What you need to do: If a line in the data below contains the word "order", copy it out.

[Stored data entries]

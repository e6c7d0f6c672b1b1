//! Reconciliation orchestrator.
//!
//! Runs the accessor pipeline over a [`SharedState`] and persists the
//! structured content when the pass is valid.

use anyhow::Context;
use manifest_model::StructuredContent;
use tracing::{info, info_span};

use crate::accessor::{Applied, Pipeline, StepRecord};
use crate::content::ContentAccessor;
use crate::context::{ReconcileContext, ReconcileOptions};
use crate::error::Result;
use crate::state::SharedState;
use crate::store::{ManifestStore, SchemaSource};

/// Outcome of a successful pass.
#[derive(Debug, Clone, PartialEq, Eq)]
pub struct ReconcileReport {
    pub steps: Vec<StepRecord>,
    /// Every required field is mapped, or no mapping was consulted.
    pub valid: bool,
    /// Content was handed to the store.
    pub persisted: bool,
}

impl ReconcileReport {
    pub fn applied(&self, step: &str) -> Option<Applied> {
        self.steps
            .iter()
            .find(|record| record.step == step)
            .map(|record| record.applied)
    }
}

/// Drives one manifest through schema, mapping and content.
pub struct ProvenanceState<'a> {
    schema_source: &'a dyn SchemaSource,
    store: &'a mut dyn ManifestStore,
    options: ReconcileOptions,
    pipeline: Pipeline,
}

impl<'a> ProvenanceState<'a> {
    pub fn new(
        schema_source: &'a dyn SchemaSource,
        store: &'a mut dyn ManifestStore,
        options: ReconcileOptions,
    ) -> Self {
        Self {
            schema_source,
            store,
            options,
            pipeline: Pipeline::default(),
        }
    }

    pub fn with_pipeline(mut self, pipeline: Pipeline) -> Self {
        self.pipeline = pipeline;
        self
    }

    pub fn options(&self) -> &ReconcileOptions {
        &self.options
    }

    /// Run one pass over `state`.
    ///
    /// Errors propagate unchanged and the store is not called. Slots built
    /// before the failing step stay in `state` so the caller can present the
    /// mapping again.
    pub fn apply(&mut self, state: &mut SharedState) -> Result<ReconcileReport> {
        let span = info_span!("reconcile", manifest_id = %state.manifest_id);
        let _guard = span.enter();

        let labwares = self
            .store
            .labwares()
            .context("loading target labwares")?;
        let ctx = ReconcileContext::new(&self.options, &labwares, self.schema_source);
        let steps = self.pipeline.execute(&ctx, state)?;
        let from_raw = ContentAccessor::builds_from_raw(state);

        let valid = state.mapping.as_ref().is_none_or(|mapping| mapping.valid);
        let rebuilt = steps
            .iter()
            .any(|record| record.step == "content" && record.applied == Applied::Built);
        let mut persisted = false;

        if valid
            && rebuilt
            && from_raw
            && let Some(content) = state.structured()
        {
            if self.options.dry_run {
                info!("dry run, content not saved");
            } else {
                self.store
                    .save_content(&state.manifest_id, content)
                    .context("saving structured content")?;
                persisted = true;
            }
        }
        if rebuilt && let Some(mapping) = state.mapping.as_mut() {
            mapping.rebuild = false;
        }

        info!(
            valid,
            persisted,
            labwares = state
                .structured()
                .map_or(0, StructuredContent::labware_count),
            "reconciliation complete"
        );
        Ok(ReconcileReport {
            steps,
            valid,
            persisted,
        })
    }
}
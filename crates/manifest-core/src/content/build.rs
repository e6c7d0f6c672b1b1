//! Structuring rows by labware and address.

use indexmap::IndexMap;
use indexmap::map::Entry;
use manifest_model::{
    AddressContent, FieldValue, Labware, ManifestSchema, MappingResult, ObservedRow,
    StructuredContent,
};
use tracing::trace;

use crate::context::ReconcileContext;
use crate::error::ContentError;

/// Row translated to schema field names.
type MappedRow = IndexMap<String, FieldValue>;

/// Keep only headers that are matched, renamed to their schema field.
fn mapped_row(row: &ObservedRow, mapping: &MappingResult) -> MappedRow {
    row.iter()
        .filter_map(|(header, value)| {
            mapping
                .expected_for_observed(header)
                .map(|field| (field.to_string(), FieldValue::new(value)))
        })
        .collect()
}

/// Single pass over the rows in input order.
///
/// The labware id and position come from their configured fields, or from
/// the configured defaults when a row has neither. The first offending row
/// decides the error.
pub fn from_raw(
    ctx: &ReconcileContext<'_>,
    schema: &ManifestSchema,
    mapping: &MappingResult,
    rows: &[ObservedRow],
) -> Result<StructuredContent, ContentError> {
    let config = ctx.config();
    let labware_field = ctx.labware_id_field();
    let position_field = ctx.position_field();
    let mut content = StructuredContent::default();

    for (index, row) in rows.iter().enumerate() {
        let mapped = mapped_row(row, mapping);

        let labware_id = match mapped.get(labware_field) {
            Some(field) => field.value.clone(),
            None if schema.is_required(labware_field) => {
                return Err(ContentError::LabwareNotFound { row: index });
            }
            None => config.default_labware_name_value.clone(),
        };
        let address = match mapped.get(position_field) {
            Some(field) => field.value.clone(),
            None if schema.is_required(position_field) => {
                return Err(ContentError::PositionNotFound { row: index });
            }
            None => config.default_position_value.clone(),
        };

        let position = match content.position_of(&labware_id) {
            Some(position) => position,
            None => content.allocate(labware_id.as_str()).position,
        };
        let labware = &mut content.labwares[position];

        match labware.addresses.entry(address) {
            Entry::Occupied(entry) => {
                return Err(ContentError::PositionDuplicated {
                    labware: labware_id,
                    address: entry.key().clone(),
                });
            }
            Entry::Vacant(entry) => {
                trace!(
                    row = index,
                    labware = ctx.loggable(&labware_id),
                    address = ctx.loggable(entry.key()),
                    fields = mapped.len(),
                    "structured row"
                );
                entry.insert(AddressContent { fields: mapped });
            }
        }
    }

    Ok(content)
}

/// Rebuild structure from labwares that already carry contents.
///
/// Used when no new rows were uploaded. Labwares keep their store order and
/// a labware without contents yields an empty address map.
pub fn from_labwares(ctx: &ReconcileContext<'_>, labwares: &[Labware]) -> StructuredContent {
    let mut content = StructuredContent::default();
    for labware in labwares {
        let name = labware
            .display_name()
            .unwrap_or(ctx.config().default_labware_name_value.as_str());
        let entry = content.allocate(name);
        let Some(contents) = &labware.contents else {
            continue;
        };
        entry.addresses = contents
            .iter()
            .map(|(address, fields)| {
                let fields = fields
                    .iter()
                    .map(|(field, value)| (field.clone(), FieldValue::new(value.as_str())))
                    .collect();
                (address.clone(), AddressContent { fields })
            })
            .collect();
    }
    content
}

Exercise output:
/// Single pass over the rows in input order.
/// Used when no new rows were uploaded. Labwares keep their store order and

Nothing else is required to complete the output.